(Records from a dataset)

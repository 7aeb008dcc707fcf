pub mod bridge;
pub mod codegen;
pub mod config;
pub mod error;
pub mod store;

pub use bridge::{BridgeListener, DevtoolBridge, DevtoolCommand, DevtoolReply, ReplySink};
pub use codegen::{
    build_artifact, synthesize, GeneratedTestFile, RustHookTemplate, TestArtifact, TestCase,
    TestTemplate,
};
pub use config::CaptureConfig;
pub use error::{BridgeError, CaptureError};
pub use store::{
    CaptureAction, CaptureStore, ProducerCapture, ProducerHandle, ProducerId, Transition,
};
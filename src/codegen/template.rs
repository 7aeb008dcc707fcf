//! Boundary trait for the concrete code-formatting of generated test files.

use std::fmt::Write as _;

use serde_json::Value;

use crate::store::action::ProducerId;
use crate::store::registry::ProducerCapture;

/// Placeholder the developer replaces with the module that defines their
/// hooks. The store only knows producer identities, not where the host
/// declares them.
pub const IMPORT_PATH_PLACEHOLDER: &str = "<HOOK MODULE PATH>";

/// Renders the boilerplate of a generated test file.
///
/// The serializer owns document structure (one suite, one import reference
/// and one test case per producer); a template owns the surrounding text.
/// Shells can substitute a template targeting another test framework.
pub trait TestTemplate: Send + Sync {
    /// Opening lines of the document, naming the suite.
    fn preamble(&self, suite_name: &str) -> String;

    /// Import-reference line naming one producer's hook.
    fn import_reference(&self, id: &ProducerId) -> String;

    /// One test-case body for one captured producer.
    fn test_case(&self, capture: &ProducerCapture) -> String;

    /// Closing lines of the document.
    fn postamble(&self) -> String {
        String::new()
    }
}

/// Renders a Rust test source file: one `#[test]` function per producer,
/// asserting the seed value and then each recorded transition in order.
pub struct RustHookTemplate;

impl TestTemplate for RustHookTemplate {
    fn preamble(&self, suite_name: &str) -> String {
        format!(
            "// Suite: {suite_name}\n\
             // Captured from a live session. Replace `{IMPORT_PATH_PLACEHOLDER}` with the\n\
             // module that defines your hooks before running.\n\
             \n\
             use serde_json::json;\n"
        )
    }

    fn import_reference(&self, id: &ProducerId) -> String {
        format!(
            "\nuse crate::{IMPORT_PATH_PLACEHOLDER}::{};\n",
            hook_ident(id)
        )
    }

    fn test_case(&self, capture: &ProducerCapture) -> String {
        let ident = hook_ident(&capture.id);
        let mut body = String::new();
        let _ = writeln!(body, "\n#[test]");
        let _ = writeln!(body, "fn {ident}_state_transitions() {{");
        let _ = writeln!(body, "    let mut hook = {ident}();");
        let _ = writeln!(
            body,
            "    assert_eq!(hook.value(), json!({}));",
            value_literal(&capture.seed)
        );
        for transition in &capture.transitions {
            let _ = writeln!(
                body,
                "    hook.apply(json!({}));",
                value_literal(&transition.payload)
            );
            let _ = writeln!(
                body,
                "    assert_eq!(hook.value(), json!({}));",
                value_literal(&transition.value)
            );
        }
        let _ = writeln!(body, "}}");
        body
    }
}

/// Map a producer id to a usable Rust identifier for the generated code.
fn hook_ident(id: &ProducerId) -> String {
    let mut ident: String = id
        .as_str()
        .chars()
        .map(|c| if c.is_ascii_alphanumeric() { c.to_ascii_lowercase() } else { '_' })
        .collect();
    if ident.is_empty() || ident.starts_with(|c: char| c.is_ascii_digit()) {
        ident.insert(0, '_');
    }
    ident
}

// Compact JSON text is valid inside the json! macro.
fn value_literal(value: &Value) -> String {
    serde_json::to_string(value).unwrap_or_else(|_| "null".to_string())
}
...
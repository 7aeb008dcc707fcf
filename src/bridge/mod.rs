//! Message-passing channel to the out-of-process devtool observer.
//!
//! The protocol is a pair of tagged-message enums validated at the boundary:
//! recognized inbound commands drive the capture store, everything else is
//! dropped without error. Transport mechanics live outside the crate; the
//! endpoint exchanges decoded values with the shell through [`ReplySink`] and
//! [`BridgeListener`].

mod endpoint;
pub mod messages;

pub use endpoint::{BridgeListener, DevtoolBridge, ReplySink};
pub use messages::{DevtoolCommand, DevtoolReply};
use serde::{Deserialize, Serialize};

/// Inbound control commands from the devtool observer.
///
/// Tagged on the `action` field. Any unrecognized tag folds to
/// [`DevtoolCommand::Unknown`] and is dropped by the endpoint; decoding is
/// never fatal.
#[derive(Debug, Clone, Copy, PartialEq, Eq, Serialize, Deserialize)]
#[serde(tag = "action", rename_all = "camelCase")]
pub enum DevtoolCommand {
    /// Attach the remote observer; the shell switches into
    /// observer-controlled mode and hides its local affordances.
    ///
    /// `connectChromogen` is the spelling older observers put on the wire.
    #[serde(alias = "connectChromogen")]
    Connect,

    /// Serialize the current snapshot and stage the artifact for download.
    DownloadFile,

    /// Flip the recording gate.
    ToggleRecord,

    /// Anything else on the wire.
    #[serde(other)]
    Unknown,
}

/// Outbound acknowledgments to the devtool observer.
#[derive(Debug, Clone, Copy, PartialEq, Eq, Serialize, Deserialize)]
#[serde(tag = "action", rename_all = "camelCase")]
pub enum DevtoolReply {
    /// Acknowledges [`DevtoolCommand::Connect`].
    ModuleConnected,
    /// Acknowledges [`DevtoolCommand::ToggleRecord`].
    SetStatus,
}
* * *
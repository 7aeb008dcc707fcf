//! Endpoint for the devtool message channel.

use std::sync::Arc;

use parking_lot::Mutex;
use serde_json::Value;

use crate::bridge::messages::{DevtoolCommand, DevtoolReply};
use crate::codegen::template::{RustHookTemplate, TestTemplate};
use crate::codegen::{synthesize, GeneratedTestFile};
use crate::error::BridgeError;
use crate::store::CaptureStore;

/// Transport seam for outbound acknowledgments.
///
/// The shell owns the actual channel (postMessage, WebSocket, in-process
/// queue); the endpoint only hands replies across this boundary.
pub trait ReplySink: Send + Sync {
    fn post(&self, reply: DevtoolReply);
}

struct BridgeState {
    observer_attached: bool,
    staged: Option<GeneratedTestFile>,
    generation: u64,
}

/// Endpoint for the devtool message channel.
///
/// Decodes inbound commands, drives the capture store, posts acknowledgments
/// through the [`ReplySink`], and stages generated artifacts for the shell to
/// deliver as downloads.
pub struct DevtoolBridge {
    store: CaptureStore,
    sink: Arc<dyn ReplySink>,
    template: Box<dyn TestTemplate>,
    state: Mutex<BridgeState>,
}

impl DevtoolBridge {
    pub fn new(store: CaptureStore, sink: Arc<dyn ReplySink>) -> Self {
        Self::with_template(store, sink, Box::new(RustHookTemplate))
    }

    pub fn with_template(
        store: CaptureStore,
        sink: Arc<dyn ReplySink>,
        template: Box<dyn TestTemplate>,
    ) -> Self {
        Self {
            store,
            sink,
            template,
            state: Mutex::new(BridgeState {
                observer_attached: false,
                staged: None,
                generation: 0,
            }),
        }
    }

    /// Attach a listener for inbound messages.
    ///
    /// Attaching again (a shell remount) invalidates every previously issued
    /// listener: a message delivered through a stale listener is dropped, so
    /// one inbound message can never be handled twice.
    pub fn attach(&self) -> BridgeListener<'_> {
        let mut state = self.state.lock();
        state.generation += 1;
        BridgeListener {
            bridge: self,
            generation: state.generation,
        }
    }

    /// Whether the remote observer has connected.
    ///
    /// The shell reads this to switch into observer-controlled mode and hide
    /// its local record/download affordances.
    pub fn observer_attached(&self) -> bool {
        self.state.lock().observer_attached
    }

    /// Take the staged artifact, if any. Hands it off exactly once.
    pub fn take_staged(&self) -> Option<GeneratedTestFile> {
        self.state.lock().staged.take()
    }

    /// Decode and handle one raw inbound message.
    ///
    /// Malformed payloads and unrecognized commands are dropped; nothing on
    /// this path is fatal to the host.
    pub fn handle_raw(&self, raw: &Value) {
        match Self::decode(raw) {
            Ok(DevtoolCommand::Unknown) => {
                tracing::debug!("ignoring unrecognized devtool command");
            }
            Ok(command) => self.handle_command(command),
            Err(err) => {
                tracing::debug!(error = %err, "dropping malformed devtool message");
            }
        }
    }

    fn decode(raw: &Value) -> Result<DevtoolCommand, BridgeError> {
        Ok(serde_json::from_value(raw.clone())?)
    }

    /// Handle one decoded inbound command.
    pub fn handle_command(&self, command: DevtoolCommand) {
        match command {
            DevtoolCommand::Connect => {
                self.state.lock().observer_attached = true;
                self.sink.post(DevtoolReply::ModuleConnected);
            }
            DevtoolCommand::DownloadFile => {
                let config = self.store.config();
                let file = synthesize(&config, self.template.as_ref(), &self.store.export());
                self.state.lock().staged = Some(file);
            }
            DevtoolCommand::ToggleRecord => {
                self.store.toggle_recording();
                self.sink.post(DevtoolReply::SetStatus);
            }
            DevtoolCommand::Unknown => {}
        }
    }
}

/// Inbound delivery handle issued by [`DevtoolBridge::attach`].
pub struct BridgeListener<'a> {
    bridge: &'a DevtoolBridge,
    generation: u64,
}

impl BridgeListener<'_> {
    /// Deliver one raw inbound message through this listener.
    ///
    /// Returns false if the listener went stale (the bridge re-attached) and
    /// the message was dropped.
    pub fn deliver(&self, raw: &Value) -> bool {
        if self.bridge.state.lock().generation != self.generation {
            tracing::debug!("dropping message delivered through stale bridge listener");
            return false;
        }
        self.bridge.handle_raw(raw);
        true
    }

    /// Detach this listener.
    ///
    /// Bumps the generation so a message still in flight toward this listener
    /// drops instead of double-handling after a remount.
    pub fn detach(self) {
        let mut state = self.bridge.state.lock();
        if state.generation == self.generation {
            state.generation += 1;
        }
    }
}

_WORK REQUIRED:_ Copy each line of the data that includes the word "lines".

_REPLY TO THE TASK:_
    /// Opening lines of the document, naming the suite.
    /// Closing lines of the document.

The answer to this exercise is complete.